Outside in the holy Indian city it was beastly hot, cows huddled in the shade of stained concrete buildings, dogs panted too miserable to bark, while with no object beyond mere survival we lounged in the front room of our digs.
Through our tears, not knowing quite what to expect, we peered out between the wooden shutters. Below our balcony stood a man who looked like he’d wandered into our twentieth century after taking a wrong turn a thousand years before.
It’s difficult to say what gave this impression. Perhaps it was his impeccably tailored garments carefully sewn together from small rags like something made in a time unlike our own when even the tiniest scrap of cloth was precious.
Or perhaps it was the aura of pre-machine age quiet which surrounded him, framing his music, even seeming to still the car noises from the nearby busy street.
Whatever the reason, our Indian neighbors clearly agreed there was something different about this singer. As we watched, door after door opened and people appeared to offer him sweets, and curd, and rotis. Some even held out garlands like they would to a holy man.
Never had we seen them react this way to a street musician. More typically they ignored them, drove them away, or bribed them to leave with skimpy handfuls of cheap rice.
Still crying we watched him accept a little something from everyone before vanishing around the corner.
Later down at The River the chai shop was crowded with music students.
“It was weird,” Professor Daniel waved his hands excitedly as tabla style he sang the beats and ticked them off on his fingers, “I can count anything, but I kept losing it, it was slow it should have been easy, but it wouldn’t stick in my brain…..”
“You talking about the street singer?”
Daniel looked up and motioned us into the last two empty spaces on the wooden bench,“Yeah, that guy, you heard him too?”
“More than heard him, he made us cry,” without our ordering Munna automatically handed us two cups of chai, “you know, there’s no point counting stuff like that…..”
For a long moment he stared silently down into his sweet milky tea.
“If you can’t count it, it doesn’t have rhythm, and if it doesn’t have rhythm it’s not music,” he pronounced the words carefully like he was repeating a lesson, but you could almost hear the question mark at their end. Which startled me since Daniel is always certain he’s right, not for nothing is he called “Professor”.

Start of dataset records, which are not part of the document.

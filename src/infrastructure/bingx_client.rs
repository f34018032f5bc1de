//! BingX perpetual-futures history client.
//!
//! Signs requests with HMAC-SHA256 over the query string and normalizes
//! the swap-API payloads into canonical trades. BingX reports the position
//! history fields the canonical shape was modeled on, so normalization is
//! mostly field-by-field with defensive handling of the id field, which
//! the API returns either as a number or a string.

use async_trait::async_trait;
use hmac::{Hmac, Mac};
use serde::Deserialize;
use sha2::Sha256;
use std::collections::BTreeSet;
use std::time::{SystemTime, UNIX_EPOCH};
use tracing::warn;

use crate::domain::entities::provider::Provider;
use crate::domain::entities::sync::SyncWindow;
use crate::domain::entities::trade::{
    CanonicalTrade, InstrumentKind, OpenPosition, PositionSide,
};
use crate::domain::repositories::provider_client::{
    ProviderClient, ProviderError, ProviderResult,
};
use crate::infrastructure::http_client;
use crate::secrets::ProviderCredentials;

const BINGX_API_BASE: &str = "https://open-api.bingx.com";

// Result codes BingX uses for unusable keys.
const CODE_INVALID_KEY: i64 = 100413;
const CODE_SIGNATURE_MISMATCH: i64 = 100421;
const CODE_PERMISSION_DENIED: i64 = 100419;

/// Client for the BingX swap API, bound to one account's credentials.
pub struct BingxClient {
    client: reqwest::Client,
    api_base: String,
    account_external_id: String,
    credentials: ProviderCredentials,
}

/// Common response envelope: every endpoint wraps its payload in
/// `{code, msg, data}` with code 0 on success.
#[derive(Debug, Deserialize)]
#[serde(bound(deserialize = "T: serde::de::DeserializeOwned"))]
struct BingxEnvelope<T> {
    code: i64,
    #[serde(default)]
    msg: Option<String>,
    #[serde(default)]
    data: Option<T>,
}

#[derive(Debug, Deserialize)]
#[serde(rename_all = "camelCase")]
struct BingxFillOrdersData {
    #[serde(default)]
    fill_orders: Vec<BingxFillOrder>,
}

#[derive(Debug, Deserialize)]
#[serde(rename_all = "camelCase")]
struct BingxFillOrder {
    #[serde(default)]
    symbol: Option<String>,
}

#[derive(Debug, Deserialize)]
#[serde(rename_all = "camelCase")]
struct BingxPositionHistoryData {
    #[serde(default)]
    position_history: Vec<BingxPositionHistory>,
}

/// Raw position-history record. Everything is optional so one malformed
/// record degrades to a dropped record instead of a failed batch.
#[derive(Debug, Deserialize)]
#[serde(rename_all = "camelCase")]
struct BingxPositionHistory {
    #[serde(default)]
    position_id: Option<serde_json::Value>,
    #[serde(default)]
    symbol: Option<String>,
    #[serde(default)]
    position_side: Option<String>,
    #[serde(default)]
    isolated: bool,
    #[serde(default)]
    open_time: Option<i64>,
    #[serde(default)]
    update_time: Option<i64>,
    #[serde(default)]
    avg_price: Option<String>,
    #[serde(default)]
    avg_close_price: Option<String>,
    #[serde(default)]
    realised_profit: Option<String>,
    #[serde(default)]
    net_profit: Option<String>,
    #[serde(default)]
    position_amt: Option<String>,
    #[serde(default)]
    close_position_amt: Option<String>,
    #[serde(default)]
    leverage: Option<i64>,
    #[serde(default)]
    close_all_positions: bool,
    #[serde(default)]
    position_commission: Option<String>,
    #[serde(default)]
    total_funding: Option<String>,
}

#[derive(Debug, Deserialize)]
#[serde(rename_all = "camelCase")]
struct BingxOpenPosition {
    #[serde(default)]
    position_id: Option<serde_json::Value>,
    #[serde(default)]
    symbol: Option<String>,
    #[serde(default)]
    position_side: Option<String>,
    #[serde(default)]
    isolated: bool,
    #[serde(default)]
    avg_price: Option<String>,
    #[serde(default)]
    position_amt: Option<String>,
    #[serde(default)]
    unrealized_profit: Option<String>,
    #[serde(default)]
    leverage: Option<i64>,
}

#[derive(Debug, Deserialize)]
struct BingxBalanceData {}

impl BingxClient {
    pub fn new(account_external_id: &str, credentials: ProviderCredentials) -> Self {
        Self {
            client: http_client(),
            api_base: BINGX_API_BASE.to_string(),
            account_external_id: account_external_id.to_string(),
            credentials,
        }
    }

    /// Build the signed query: parameters in insertion order, a trailing
    /// timestamp, then an HMAC-SHA256 hex signature over the whole string.
    fn signed_query(&self, params: &[(&str, String)]) -> Result<String, ProviderError> {
        let timestamp = SystemTime::now()
            .duration_since(UNIX_EPOCH)
            .map_err(|e| ProviderError::Transport(format!("clock error: {}", e)))?
            .as_millis();

        let mut query = params
            .iter()
            .map(|(k, v)| format!("{}={}", k, v))
            .collect::<Vec<_>>()
            .join("&");
        if !query.is_empty() {
            query.push('&');
        }
        query.push_str(&format!("timestamp={}", timestamp));

        type HmacSha256 = Hmac<Sha256>;
        let mut mac = HmacSha256::new_from_slice(self.credentials.api_secret.as_bytes())
            .map_err(|e| ProviderError::Transport(format!("HMAC error: {}", e)))?;
        mac.update(query.as_bytes());
        let signature = hex::encode(mac.finalize().into_bytes());

        Ok(format!("{}&signature={}", query, signature))
    }

    async fn get<T: serde::de::DeserializeOwned>(
        &self,
        path: &str,
        params: &[(&str, String)],
    ) -> ProviderResult<T> {
        let query = self.signed_query(params)?;
        let url = format!("{}{}?{}", self.api_base, path, query);

        let response = self
            .client
            .get(&url)
            .header("X-BX-APIKEY", self.credentials.api_key.as_str())
            .send()
            .await?;

        let status = response.status();
        if status == reqwest::StatusCode::UNAUTHORIZED || status == reqwest::StatusCode::FORBIDDEN {
            let body = response.text().await.unwrap_or_default();
            return Err(ProviderError::CredentialsRejected {
                provider: "bingx",
                message: format!("{} - {}", status, body),
            });
        }
        if !status.is_success() {
            let body = response.text().await.unwrap_or_default();
            return Err(ProviderError::Transport(format!("{} - {}", status, body)));
        }

        let envelope: BingxEnvelope<T> = response.json().await.map_err(|e| {
            ProviderError::DataShape {
                provider: "bingx",
                message: format!("unreadable envelope for {}: {}", path, e),
            }
        })?;

        match envelope.code {
            0 => envelope.data.ok_or(ProviderError::DataShape {
                provider: "bingx",
                message: format!("missing data for {}", path),
            }),
            CODE_INVALID_KEY | CODE_SIGNATURE_MISMATCH | CODE_PERMISSION_DENIED => {
                Err(ProviderError::CredentialsRejected {
                    provider: "bingx",
                    message: envelope.msg.unwrap_or_else(|| "key rejected".to_string()),
                })
            }
            code => Err(ProviderError::Api {
                provider: "bingx",
                code,
                message: envelope.msg.unwrap_or_default(),
            }),
        }
    }

    /// Normalize one raw record; `None` drops it (with a warning at the
    /// call site) rather than failing the batch.
    fn normalize(&self, raw: BingxPositionHistory, coin: &str) -> Option<CanonicalTrade> {
        let position_id = raw.position_id.as_ref().and_then(json_id)?;
        let symbol = raw.symbol?;
        let position_side = PositionSide::from_str_loose(raw.position_side.as_deref()?)?;

        Some(CanonicalTrade {
            account_external_id: self.account_external_id.clone(),
            position_id,
            coin: coin.to_string(),
            symbol,
            position_side,
            isolated: raw.isolated,
            open_time: raw.open_time.unwrap_or_default(),
            update_time: raw.update_time.unwrap_or_default(),
            avg_price: raw.avg_price.unwrap_or_else(zero),
            avg_close_price: raw.avg_close_price.unwrap_or_else(zero),
            realised_profit: raw.realised_profit.unwrap_or_else(zero),
            net_profit: raw.net_profit.unwrap_or_else(zero),
            position_amt: raw.position_amt.unwrap_or_else(zero),
            close_position_amt: raw.close_position_amt.unwrap_or_else(zero),
            leverage: raw.leverage.unwrap_or(1),
            close_all_positions: raw.close_all_positions,
            position_commission: raw.position_commission.unwrap_or_else(zero),
            total_funding: raw.total_funding.unwrap_or_else(zero),
            instrument: InstrumentKind::Perpetual,
        })
    }
}

#[async_trait]
impl ProviderClient for BingxClient {
    fn provider(&self) -> Provider {
        Provider::Bingx
    }

    async fn credentials_valid(&self, coin: &str) -> ProviderResult<bool> {
        let params = [("currency", coin.to_string())];
        match self
            .get::<BingxBalanceData>("/openApi/swap/v2/user/balance", &params)
            .await
        {
            Ok(_) => Ok(true),
            Err(ProviderError::CredentialsRejected { .. }) => Ok(false),
            Err(e) => Err(e),
        }
    }

    async fn list_filled_order_symbols(
        &self,
        coin: &str,
        window: SyncWindow,
    ) -> ProviderResult<BTreeSet<String>> {
        let params = [
            ("currency", coin.to_string()),
            ("startTs", window.start_ms.to_string()),
            ("endTs", window.end_ms.to_string()),
        ];
        let data: BingxFillOrdersData = self
            .get("/openApi/swap/v2/trade/allFillOrders", &params)
            .await?;

        Ok(data
            .fill_orders
            .into_iter()
            .filter_map(|order| order.symbol)
            .collect())
    }

    async fn fetch_position_history(
        &self,
        symbol: &str,
        coin: &str,
        window: SyncWindow,
    ) -> ProviderResult<Vec<CanonicalTrade>> {
        let params = [
            ("symbol", symbol.to_string()),
            ("currency", coin.to_string()),
            ("startTs", window.start_ms.to_string()),
            ("endTs", window.end_ms.to_string()),
        ];
        let data: BingxPositionHistoryData = self
            .get("/openApi/swap/v1/trade/positionHistory", &params)
            .await?;

        let mut trades = Vec::with_capacity(data.position_history.len());
        for raw in data.position_history {
            match self.normalize(raw, coin) {
                Some(trade) => trades.push(trade),
                None => warn!("Dropping malformed bingx position record for {}", symbol),
            }
        }
        Ok(trades)
    }

    async fn list_open_positions(&self, coin: &str) -> ProviderResult<Vec<OpenPosition>> {
        let params = [("currency", coin.to_string())];
        let data: Vec<BingxOpenPosition> =
            self.get("/openApi/swap/v2/user/positions", &params).await?;

        let mut positions = Vec::with_capacity(data.len());
        for raw in data {
            let (Some(position_id), Some(symbol), Some(side)) = (
                raw.position_id.as_ref().and_then(json_id),
                raw.symbol,
                raw.position_side
                    .as_deref()
                    .and_then(PositionSide::from_str_loose),
            ) else {
                warn!("Dropping malformed bingx open position record");
                continue;
            };
            positions.push(OpenPosition {
                provider: Provider::Bingx,
                position_id,
                symbol,
                coin: coin.to_string(),
                position_side: side,
                isolated: raw.isolated,
                avg_price: raw.avg_price.unwrap_or_else(zero),
                position_amt: raw.position_amt.unwrap_or_else(zero),
                unrealised_profit: raw.unrealized_profit.unwrap_or_else(zero),
                leverage: raw.leverage.unwrap_or(1),
            });
        }
        Ok(positions)
    }
}

/// BingX serializes ids as either JSON numbers or strings.
fn json_id(value: &serde_json::Value) -> Option<String> {
    match value {
        serde_json::Value::String(s) if !s.is_empty() => Some(s.clone()),
        serde_json::Value::Number(n) => Some(n.to_string()),
        _ => None,
    }
}

fn zero() -> String {
    "0".to_string()
}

“Says who. It sounded like music to me. If you couldn’t count it, that’s your problem. Cavemen played music and they couldn’t count.”
I expected Daniel to fight back, but he just sat there pensively cradling his warm terra cotta cup.
“Could be, could be, but if it was music it was weirder than any I’ve ever heard….” his voice trailed off, “nothing before ever got to me like that, I was counting through my tears.”
Which seemed to be the bottom line. Everyone who heard him cried.
Later as the twilight faded the city felt uncanny quiet, only a few slow moving cars, occasional temple bells, the slapping sound of rubber flip-flops. Fresh mosquito coils burning, ceiling fan slowly stirring thick wet air, we lay on our bed soaked in sweat hoping for a storm.
“…. music from before The Fall, when men could talk with animals, before they played the Piano of Knowledge, before they knew the difference between in and out of tune…”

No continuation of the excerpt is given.